Con fecha 20 de febrero de 1992 los codemandados en representación de C....... venden en documento privado a los actores la vivienda familiar litigiosa con mil metros de terreno. No obstante, el 9 de abril de 1992 se otorgó escritura pública de compraventa del citado chalet, siendo otorgada la misma por M........... a favor de los demandantes, formalizándose con la misma fecha, un documento de reconocimiento de deuda en el que los actores reconocen deber a Ca........., y por tanto a don Ol....... y don Ju....... la cantidad de 8 millones de pesetas como consecuencia de haberle gestionado la compra de una finca ... De ello se deduce que en realidad los Sres. L....y Ca....... actuaron más bien, tal y como se señala en la sentencia de instancia, como simples intermediarios. En definitiva, la declaración no puede prosperar contra ellos, toda vez que basada en la acción ex-artículo 1591 C. Civil, aquéllos no tuvieron intervención en el proceso constructivo ni como Promotores, ni como constructores, ni en la dirección facultativa, pues a lo anterior habría que añadir datos como que los servicios de don Fra........ (aparejador) y doña Me........ (arquitecto) fueron contratados por Mo...... (folio 250), sin perjuicio de que posteriormente la Sra.
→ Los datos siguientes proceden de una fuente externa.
//! CLI-specific functionality
//!
//! Argument parsing for the `devstack` binary and the rendering helpers it
//! shares with scripts embedding the library.

pub mod args;
pub mod output;

pub use args::{Args, Commands};
pub use output::{format_status, format_step};
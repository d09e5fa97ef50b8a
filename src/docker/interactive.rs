//! Attached container execution.
//!
//! Forwards the caller's stdin to the container and the container's output to
//! the caller's stdout/stderr until the process ends, then reports its exit
//! code. A TTY is requested when stdin is a terminal; the host terminal is
//! in raw mode for the length of the session.

use super::client::ContainerClient;
use super::executor::ExecConfig;
use crate::engine::{EngineError, Result};
use bollard::container::LogOutput;
use crossterm::terminal::{disable_raw_mode, enable_raw_mode};
use bollard::exec::StartExecResults;
use futures::stream::{Stream, StreamExt};
use std::io::IsTerminal;
use std::pin::Pin;
use tokio::io::{AsyncReadExt, AsyncWrite, AsyncWriteExt};
use tokio::task::JoinHandle;
use tracing::{debug, warn};

const DEFAULT_COLS: u16 = 80;
const DEFAULT_LINES: u16 = 24;

/// Whether attached sessions get a TTY.
pub fn stdin_is_terminal() -> bool {
    std::io::stdin().is_terminal()
}

/// Terminal size to request; `None` if neither dimension was given.
fn terminal_size(cols: Option<u16>, lines: Option<u16>) -> Option<(u16, u16)> {
    match (cols, lines) {
        (None, None) => None,
        (cols, lines) => Some((cols.unwrap_or(DEFAULT_COLS), lines.unwrap_or(DEFAULT_LINES))),
    }
}

/// Size of the caller's terminal, unless overridden by `cols` / `lines`.
fn session_size(cols: Option<u16>, lines: Option<u16>) -> Option<(u16, u16)> {
    terminal_size(cols, lines).or_else(|| crossterm::terminal::size().ok())
}

/// Keeps the host terminal in raw mode until dropped.
struct RawModeGuard;

impl RawModeGuard {
    fn enable(tty: bool) -> Option<Self> {
        if !tty {
            return None;
        }
        match enable_raw_mode() {
            Ok(()) => Some(Self),
            Err(e) => {
                warn!("Failed to enable raw mode: {}", e);
                None
            }
        }
    }
}

impl Drop for RawModeGuard {
    fn drop(&mut self) {
        if let Err(e) = disable_raw_mode() {
            warn!("Failed to disable raw mode: {}", e);
        }
    }
}

fn forward_stdin(mut input: Pin<Box<dyn AsyncWrite + Send>>) -> JoinHandle<()> {
    tokio::spawn(async move {
        let mut stdin = tokio::io::stdin();
        let mut buffer = vec![0u8; 1024];
        loop {
            match stdin.read(&mut buffer).await {
                Ok(0) => {
                    let _ = input.shutdown().await;
                    break;
                }
                Ok(n) => {
                    if let Err(e) = input.write_all(&buffer[..n]).await {
                        warn!("Failed to write to container stdin: {}", e);
                        break;
                    }
                }
                Err(e) => {
                    warn!("Failed to read from host stdin: {}", e);
                    break;
                }
            }
        }
    })
}

async fn forward_output<S>(mut output: S) -> Result<()>
where
    S: Stream<Item = std::result::Result<LogOutput, bollard::errors::Error>> + Unpin,
{
    let mut stdout = tokio::io::stdout();
    let mut stderr = tokio::io::stderr();
    while let Some(log) = output.next().await {
        let log = log?;
        let result = match log {
            LogOutput::StdErr { message } => {
                stderr.write_all(&message).await.and(stderr.flush().await)
            }
            other => {
                let bytes = other.into_bytes();
                stdout.write_all(&bytes).await.and(stdout.flush().await)
            }
        };
        if let Err(e) = result {
            warn!("Failed to write container output: {}", e);
            break;
        }
    }
    Ok(())
}

/// Run an exec in a running container attached to the caller's streams.
pub async fn exec_attached(
    client: &ContainerClient,
    container: &str,
    config: &ExecConfig,
    cols: Option<u16>,
    lines: Option<u16>,
) -> Result<i64> {
    let docker = client.docker();
    let tty = stdin_is_terminal();
    debug!("Attached exec in {}: {:?} (tty: {})", container, config.cmd(), tty);

    let exec = docker.create_exec(container, config.create_options(true, tty)).await?;
    let started = docker.start_exec(&exec.id, None).await?;

    if tty && let Some((width, height)) = session_size(cols, lines) {
        if let Err(e) = docker
            .resize_exec(&exec.id, bollard::exec::ResizeExecOptions { height, width })
            .await
        {
            warn!("Failed to resize exec TTY: {}", e);
        }
    }

    match started {
        StartExecResults::Attached { output, input } => {
            let raw_mode = RawModeGuard::enable(tty);
            let stdin_task = forward_stdin(input);
            let result = forward_output(output).await;
            stdin_task.abort();
            drop(raw_mode);
            result?;
        }
        StartExecResults::Detached => {
            return Err(EngineError::Backend("Unexpected detached execution".to_string()));
        }
    }

    let exit_code = docker.inspect_exec(&exec.id).await?.exit_code.unwrap_or(-1);
    debug!("Attached exec in {} exited with {}", container, exit_code);
    Ok(exit_code)
}

/// Start a created container attached to the caller's streams and wait for
/// it to exit.
pub async fn run_attached(
    client: &ContainerClient,
    container: &str,
    tty: bool,
    cols: Option<u16>,
    lines: Option<u16>,
) -> Result<i64> {
    let docker = client.docker();
    let options = bollard::container::AttachContainerOptions::<String> {
        stdin: Some(true),
        stdout: Some(true),
        stderr: Some(true),
        stream: Some(true),
        logs: Some(true),
        ..Default::default()
    };

    // attach before starting so no early output is lost
    let bollard::container::AttachContainerResults { output, input } =
        docker.attach_container(container, Some(options)).await?;
    client.start_container(container).await?;

    if tty && let Some((width, height)) = session_size(cols, lines) {
        if let Err(e) = docker
            .resize_container_tty(
                container,
                bollard::container::ResizeContainerTtyOptions { height, width },
            )
            .await
        {
            warn!("Failed to resize container TTY: {}", e);
        }
    }

    let raw_mode = RawModeGuard::enable(tty);
    let stdin_task = forward_stdin(input);
    let result = forward_output(output).await;
    stdin_task.abort();
    drop(raw_mode);
    result?;

    client.wait_container(container).await
}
M..... fuera requerida por los Sres. Le....... y Ca..... para el expediente de legalización. Del mismo modo, don Fra......... al absolver la posición cuarta, del pliego de los demandantes, manifestó que quien contrató sus servicios y abonó sus honorarios fue "M........", en el mismo sentido se pronunció al contestar a la séptima. Por tanto, en los autos, no se aprecia indicio alguno que puedan confirmar las afirmaciones del recurrente de que los Sres. Le..... y Ca..... promovieron la obra, organizaron la construcción o contrataron el personal técnico.

 

Consecuentemente con lo expuesto, el recurso por adhesión debe ser desestimado.

 

CUARTO.- En cuanto a las costas de esta alzada, dada la estimación del recurso de apelación presentado por la Sra. Ma......... no procede hacer pronunciamiento especial en cuanto a ellas y al desestimarse la demanda contra ella, tampoco procede la condena en costas de la primera instancia.

 

En cuanto a las causadas por el recurso de apelación por adhesión, dada su desestimación serán de cuenta de los apelantes adheridos.

 

Por cuanto antecede y en el ejercicio de la potestad jurisdiccional que la Constitución Española nos confiere

 

FALLAMOS

 

Que estimando el recurso de apelación interpuesto por el Procurador Sr. Alvarez Pazos en nombre y representación de doña Me.......... y desestimando el recurso por adhesión presentado por la Procuradora Sra. Portabales Barros en nombre de don Fra........ y doña Ro......... contra la sentencia de fecha 24 de enero de 2000, dictada por el Juzgado de Primera Instancia número 6 de los de Vigo, debemos revocar y revocamos parcialmente la misma en cuanto que procede absolver a la codemandada doña Me......... de las pretensiones contra ella formulados, así como de las costas de primera instancia, manteniendo el resto de pronunciamientos. No se hace condena especial en cuanto a las costas causadas en esta alzada por el recurso principal y se condenan a los apelantes adheridos al pago de las costas causadas por su recurso.

 

Notifíquese la presente a las partes en la forma establecida en el artículo 248.4 de la Ley Orgánica del Poder judicial.

 

Con testimonio de esta resolución, devuélvanse las actuaciones al Juzgado de procedencia por quien se acusará recibo.

 

Así por nuestra sentencia, de la que se unirá certificación al rollo de Sala, lo pronunciamos, mandamos y firmamos.